**What this task involves:** Please reproduce every record, keeping each one exactly as written.

(Stored data)
• • •

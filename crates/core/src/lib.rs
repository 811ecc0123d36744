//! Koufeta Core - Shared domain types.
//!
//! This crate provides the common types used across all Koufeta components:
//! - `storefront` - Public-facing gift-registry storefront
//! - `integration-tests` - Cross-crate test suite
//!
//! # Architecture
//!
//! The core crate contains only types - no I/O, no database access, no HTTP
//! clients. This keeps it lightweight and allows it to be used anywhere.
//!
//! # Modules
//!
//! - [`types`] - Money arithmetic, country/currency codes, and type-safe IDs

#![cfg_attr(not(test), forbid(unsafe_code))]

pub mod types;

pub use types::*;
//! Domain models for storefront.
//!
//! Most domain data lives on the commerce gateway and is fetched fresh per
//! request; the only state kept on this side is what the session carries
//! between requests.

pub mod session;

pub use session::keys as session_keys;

• • •

**Response:**
filename crates/core/src/lib.rs
repository 811ecc0123d36744
//! Koufeta Core - Shared domain types.
//!
//! This crate provides the common types used across all Koufeta components:
//! - `storefront` - Public-facing gift-registry storefront
//! - `integration-tests` - Cross-crate test suite
//!
//! # Architecture
//!
//! The core crate contains only types - no I/O, no database access, no HTTP
//! clients. This keeps it lightweight and allows it to be used anywhere.
//!
//! # Modules
//!
//! - [`types`] - Money arithmetic, country/currency codes, and type-safe IDs

#![cfg_attr(not(test), forbid(unsafe_code))]

pub mod types;

pub use types::*;
//! Domain models for storefront.
//!
//! Most domain data lives on the commerce gateway and is fetched fresh per
//! request; the only state kept on this side is what the session carries
//! between requests.

pub mod session;

pub use session::keys as session_keys;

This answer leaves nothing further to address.